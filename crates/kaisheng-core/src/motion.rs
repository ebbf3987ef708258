//! Walking restriction gate
//!
//! Motion samples come from outside (a pedometer integration, or the CLI).
//! The gate turns the noisy walking/stationary signal into a restriction
//! that engages as soon as walking starts and lingers for the policy's
//! release delay after it stops.

use chrono::{DateTime, Local};
use kaisheng_api::{MotionState, MotionStatus};
use kaisheng_config::MotionPolicy;
use kaisheng_util::AppId;
use tracing::debug;

/// Change in whether the restriction is in force
#[derive(Debug, Clone, Copy, PartialEq, Eq)]
pub enum MotionTransition {
    Engaged,
    Released,
}

#[derive(Debug, Clone, Default)]
pub struct MotionGate {
    state: MotionState,
    restricting: bool,
    release_at: Option<DateTime<Local>>,
}

impl MotionGate {
    pub fn new() -> Self {
        Self::default()
    }

    pub fn state(&self) -> MotionState {
        self.state
    }

    pub fn is_restricting(&self) -> bool {
        self.restricting
    }

    /// Record a motion sample
    pub fn report(
        &mut self,
        walking: bool,
        now: DateTime<Local>,
        policy: &MotionPolicy,
    ) -> Option<MotionTransition> {
        if walking {
            self.state = MotionState::Walking;
            self.release_at = None;

            if policy.enabled && !self.restricting {
                self.restricting = true;
                debug!("Walking detected, restriction engaged");
                return Some(MotionTransition::Engaged);
            }
            return None;
        }

        if self.state == MotionState::Walking {
            self.state = MotionState::Stationary;
            if self.restricting {
                let delay = chrono::Duration::from_std(policy.release_delay)
                    .unwrap_or_else(|_| chrono::Duration::zero());
                let release_at = now + delay;
                self.release_at = Some(release_at);
                debug!(release_at = %release_at, "Walking stopped, release pending");
            }
        }

        self.poll(now)
    }

    /// Lift a pending restriction once its delay has elapsed
    pub fn poll(&mut self, now: DateTime<Local>) -> Option<MotionTransition> {
        match self.release_at {
            Some(release_at) if self.restricting && now >= release_at => {
                self.restricting = false;
                self.release_at = None;
                Some(MotionTransition::Released)
            }
            _ => None,
        }
    }

    /// Whether `app` is blocked by the walking restriction right now
    pub fn restricts(&self, app: &AppId, policy: &MotionPolicy) -> bool {
        self.restricting && policy.covers(app)
    }

    pub fn status(&self) -> MotionStatus {
        MotionStatus {
            state: self.state,
            restricting: self.restricting,
            release_at: self.release_at,
        }
    }
}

WORK ITEM: All lines containing "Some" in the material above should appear in your reply, copied exactly.

WRITTEN RESPONSE:
                return Some(MotionTransition::Engaged);
                self.release_at = Some(release_at);
            Some(release_at) if self.restricting && now >= release_at => {
                Some(MotionTransition::Released)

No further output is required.